Background Major burns in children are associated with high mortality and morbidity in any developing countries. Excision within 24–48 h after burn is associated with decreased infection, blood loss, length of hospital stay, and mortality. The authors present a standardized method for homograft to evaluate whether the use of the homograft as a biological dressing is beneficial compared with standard topical treatment.
Patients and methods Children aged 14 years with major partial thickness burn of 20% total body surface area of burn (TBSA) or more were included in this study. They were divided into two groups to be managed with either homograft (group A) (n=20) or treated with topical antimicrobial twice daily applications (silver sulfadiazine) (group B) (n=23). The two groups were compared.
Results Treatment of major second-degree burns with homograft in pediatrics corrected anemia and hypoalbuminemia and decreased pain during the dressing changes. There was a significantly decrease in dressing changes in group A than in group B (P<0.05). Moreover, the length of stay in hospital reduced (P<0.01) in group A. The use of homograft decreased the risk of infection. Time of total healing, and the burn scar contracture development was different between the two groups.
Conclusion Early excision of partial thickness burn and coverage with homograft is beneficial in children compared with the standard topical therapy.

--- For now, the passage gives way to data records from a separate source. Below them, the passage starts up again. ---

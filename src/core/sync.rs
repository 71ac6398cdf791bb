// SPDX-License-Identifier: Apache-2.0
// Copyright 2025 itsakeyfut
//
// Licensed under the Apache License, Version 2.0 (the "License");
// you may not use this file except in compliance with the License.
// You may obtain a copy of the License at
//
//     http://www.apache.org/licenses/LICENSE-2.0
//
// Unless required by applicable law or agreed to in writing, software
// distributed under the License is distributed on an "AS IS" BASIS,
// WITHOUT WARRANTIES OR CONDITIONS OF ANY KIND, either express or implied.
// See the License for the specific language governing permissions and
// limitations under the License.

//! Synchronization between the in-memory filesystem and the durable store
//!
//! Two verbs:
//! - import: pull every stored entry below the mount point into memory
//! - export: push every in-memory node changed since the last successful
//!   export to the store, as one batch
//!
//! Export builds its batch synchronously before the first await, so each
//! call persists the tree exactly as it was when the call was made. The
//! export watermark only moves forward when the store accepted the batch;
//! a failed export leaves everything dirty for the next attempt.

use super::durable::{DurableStore, StoredEntry, StoredKind};
use super::error::{FsError, StoreError};
use super::memfs::{MemFs, Node, NodeKind};
use std::sync::Arc;

/// Outcome of an import or export
#[derive(Debug, Clone, Copy, Default, PartialEq, Eq)]
pub struct SyncReport {
    /// Entries transferred
    pub entries: usize,

    /// File bytes transferred
    pub bytes: usize,
}

impl SyncReport {
    fn record(&mut self, entry: &StoredEntry) {
        self.entries += 1;
        self.bytes += entry.size();
    }
}

/// Import/export driver
pub struct SyncEngine {
    store: Arc<dyn DurableStore>,
    exported_generation: u64,
}

fn to_stored(node: &Node) -> StoredEntry {
    match node.kind() {
        NodeKind::Directory => StoredEntry::directory(node.modified_ms()),
        NodeKind::File(data) => StoredEntry::file(data.clone(), node.modified_ms()),
    }
}

fn mount_point(fs: &MemFs) -> Result<String, StoreError> {
    fs.mount_point()
        .map(str::to_string)
        .ok_or_else(|| StoreError::Unavailable("filesystem is not mounted".to_string()))
}

impl SyncEngine {
    pub fn new(store: Arc<dyn DurableStore>) -> Self {
        Self {
            store,
            exported_generation: 0,
        }
    }

    pub fn store(&self) -> &Arc<dyn DurableStore> {
        &self.store
    }

    /// Number of nodes changed since the last successful export
    pub fn pending(&self, fs: &MemFs) -> usize {
        fs.mount_point().map_or(0, |root| {
            fs.descendants(root)
                .filter(|(_, node)| node.generation() > self.exported_generation)
                .count()
        })
    }

    /// Pull the persisted tree into the in-memory filesystem
    ///
    /// Stored entries outside the mount point are skipped. A local file
    /// newer than its stored copy is kept.
    ///
    /// # Errors
    ///
    /// Returns the store's error if the index cannot be read, and
    /// `Corrupt` if an entry cannot be placed (missing parent directory,
    /// file/directory clash).
    pub async fn import_from_durable(&mut self, fs: &mut MemFs) -> Result<SyncReport, StoreError> {
        let root = mount_point(fs)?;
        let was_clean = self.pending(fs) == 0;

        let index = self.store.load_index().await?;
        log::info!(
            "Importing {} entries from {} into {}",
            index.len(),
            self.store.name(),
            root
        );

        let prefix = format!("{}/", root);
        let mut report = SyncReport::default();

        for (path, entry) in index {
            if !path.starts_with(&prefix) {
                log::warn!("Skipping stored entry outside {}: {}", root, path);
                continue;
            }

            if let (Some(local), StoredKind::File(_)) = (fs.node(&path), &entry.kind) {
                if !local.is_dir() && local.modified_ms() > entry.modified_ms {
                    log::debug!("Keeping newer local copy of {}", path);
                    continue;
                }
            }

            report.record(&entry);
            let kind = match entry.kind {
                StoredKind::Directory => NodeKind::Directory,
                StoredKind::File(data) => NodeKind::File(data),
            };
            fs.restore(&path, kind, entry.modified_ms)
                .map_err(|e| match e {
                    FsError::NotFound(parent) => {
                        StoreError::Corrupt(format!("orphaned entry {} (missing {})", path, parent))
                    }
                    other => StoreError::Corrupt(format!("cannot restore {}: {}", path, other)),
                })?;
        }

        // Restored nodes are already durable
        if was_clean {
            self.exported_generation = fs.generation();
        }

        log::info!(
            "Import complete: {} entries, {} bytes",
            report.entries,
            report.bytes
        );
        Ok(report)
    }

    /// Push changed nodes to the durable store
    ///
    /// Does nothing (and does not touch the store) when nothing changed.
    pub async fn export_to_durable(&mut self, fs: &MemFs) -> Result<SyncReport, StoreError> {
        let root = mount_point(fs)?;
        let generation = fs.generation();

        let mut report = SyncReport::default();
        let batch: Vec<(String, StoredEntry)> = fs
            .descendants(&root)
            .filter(|(_, node)| node.generation() > self.exported_generation)
            .map(|(path, node)| {
                let entry = to_stored(node);
                report.record(&entry);
                (path.to_string(), entry)
            })
            .collect();

        if batch.is_empty() {
            log::trace!("Export skipped, nothing changed");
            return Ok(report);
        }

        log::debug!(
            "Exporting {} entries ({} bytes) to {}",
            report.entries,
            report.bytes,
            self.store.name()
        );

        self.store.put_batch(batch).await?;
        self.exported_generation = generation;
        Ok(report)
    }
}

#[cfg(test)]
mod tests {
    use super::*;
    use crate::core::durable::{MemoryStore, StoreIndex};

    fn setup() -> (MemFs, Arc<MemoryStore>, SyncEngine) {
        let mut fs = MemFs::new();
        fs.mount("/data").unwrap();
        let store = Arc::new(MemoryStore::new());
        let engine = SyncEngine::new(store.clone());
        (fs, store, engine)
    }

    #[tokio::test]
    async fn test_export_then_import_roundtrip() {
        let (mut fs, store, mut engine) = setup();
        fs.mkdir("/data/saves").unwrap();
        fs.write_file("/data/saves/zelda.sav", b"hearts").unwrap();

        let report = engine.export_to_durable(&fs).await.unwrap();
        assert_eq!(report.entries, 2);
        assert_eq!(report.bytes, 6);

        // Fresh process
        let mut fresh = MemFs::new();
        fresh.mount("/data").unwrap();
        let mut engine = SyncEngine::new(store.clone());
        engine.import_from_durable(&mut fresh).await.unwrap();
        assert_eq!(fresh.read_file("/data/saves/zelda.sav").unwrap(), b"hearts");
        assert_eq!(engine.pending(&fresh), 0);
    }

    #[tokio::test]
    async fn test_export_is_incremental() {
        let (mut fs, store, mut engine) = setup();
        fs.mkdir("/data/games").unwrap();
        fs.write_file("/data/games/a.gba", b"a").unwrap();
        engine.export_to_durable(&fs).await.unwrap();

        fs.write_file("/data/games/b.gba", b"bb").unwrap();
        let report = engine.export_to_durable(&fs).await.unwrap();
        assert_eq!(report.entries, 1);
        assert_eq!(store.batch_count(), 2);

        // Nothing changed: no batch at all
        let report = engine.export_to_durable(&fs).await.unwrap();
        assert_eq!(report, SyncReport::default());
        assert_eq!(store.batch_count(), 2);
    }

    #[tokio::test]
    async fn test_failed_export_is_retried() {
        let (mut fs, store, mut engine) = setup();
        fs.write_file("/data/x.sav", b"1").unwrap();

        store.set_offline(true);
        let err = engine.export_to_durable(&fs).await.unwrap_err();
        assert!(matches!(err, StoreError::Unavailable(_)));
        assert_eq!(fs.read_file("/data/x.sav").unwrap(), b"1");
        assert_eq!(engine.pending(&fs), 1);

        store.set_offline(false);
        let report = engine.export_to_durable(&fs).await.unwrap();
        assert_eq!(report.entries, 1);
        assert_eq!(engine.pending(&fs), 0);
        assert!(store.snapshot().contains_key("/data/x.sav"));
    }

    #[tokio::test]
    async fn test_overwrite_is_exported() {
        let (mut fs, store, mut engine) = setup();
        fs.write_file("/data/x.sav", b"old").unwrap();
        engine.export_to_durable(&fs).await.unwrap();
        fs.write_file("/data/x.sav", b"new").unwrap();
        engine.export_to_durable(&fs).await.unwrap();

        assert_eq!(
            store.snapshot()["/data/x.sav"].kind,
            StoredKind::File(b"new".to_vec())
        );
    }

    #[tokio::test]
    async fn test_import_unavailable() {
        let (mut fs, store, mut engine) = setup();
        store.set_offline(true);
        let err = engine.import_from_durable(&mut fs).await.unwrap_err();
        assert!(matches!(err, StoreError::Unavailable(_)));
    }

    #[tokio::test]
    async fn test_import_orphan_is_corrupt() {
        let mut index = StoreIndex::new();
        index.insert(
            "/data/games/a.gba".to_string(),
            StoredEntry::file(vec![1], 1),
        );
        let store = Arc::new(MemoryStore::with_index(index));
        let mut fs = MemFs::new();
        fs.mount("/data").unwrap();
        let mut engine = SyncEngine::new(store);

        let err = engine.import_from_durable(&mut fs).await.unwrap_err();
        assert!(matches!(err, StoreError::Corrupt(_)));
    }

    #[tokio::test]
    async fn test_import_skips_foreign_entries() {
        let mut index = StoreIndex::new();
        index.insert("/elsewhere".to_string(), StoredEntry::directory(1));
        index.insert("/data/cheats".to_string(), StoredEntry::directory(1));
        let store = Arc::new(MemoryStore::with_index(index));
        let mut fs = MemFs::new();
        fs.mount("/data").unwrap();
        let mut engine = SyncEngine::new(store);

        let report = engine.import_from_durable(&mut fs).await.unwrap();
        assert_eq!(report.entries, 1);
        assert!(fs.is_dir("/data/cheats"));
        assert!(!fs.exists("/elsewhere"));
    }

    #[tokio::test]
    async fn test_import_keeps_newer_local_file() {
        let mut index = StoreIndex::new();
        index.insert("/data/a.sav".to_string(), StoredEntry::file(b"stale".to_vec(), 0));
        let store = Arc::new(MemoryStore::with_index(index));
        let mut fs = MemFs::new();
        fs.mount("/data").unwrap();
        fs.write_file("/data/a.sav", b"fresh").unwrap();
        let mut engine = SyncEngine::new(store);

        engine.import_from_durable(&mut fs).await.unwrap();
        assert_eq!(fs.read_file("/data/a.sav").unwrap(), b"fresh");
        // The local write was never exported and is still pending
        assert_eq!(engine.pending(&fs), 1);
    }

    #[tokio::test]
    async fn test_unmounted_filesystem() {
        let store = Arc::new(MemoryStore::new());
        let mut engine = SyncEngine::new(store);
        let fs = MemFs::new();
        assert!(engine.export_to_durable(&fs).await.is_err());
    }
}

Keywords: biological dressing, burn, homograft, topical treatment


How to cite this article:
Lethy M, El Sakka D, Al Kashty S, Abdelhady MM. The role of homograft in management of major burn in children. Egypt J Surg 2020;39:662-7

How to cite this URL:
Lethy M, El Sakka D, Al Kashty S, Abdelhady MM. The role of homograft in management of major burn in children. Egypt J Surg [serial online] 2020 [cited 2020 Sep 21];39:662-7. Available from: http://www.ejs.eg.net/text.asp?2020/39/3/662/293673




  Introduction Top


Skin is the largest organ in the human body, and no one can dispute its perceptive, regulatory, protective, and cosmetic functions [1].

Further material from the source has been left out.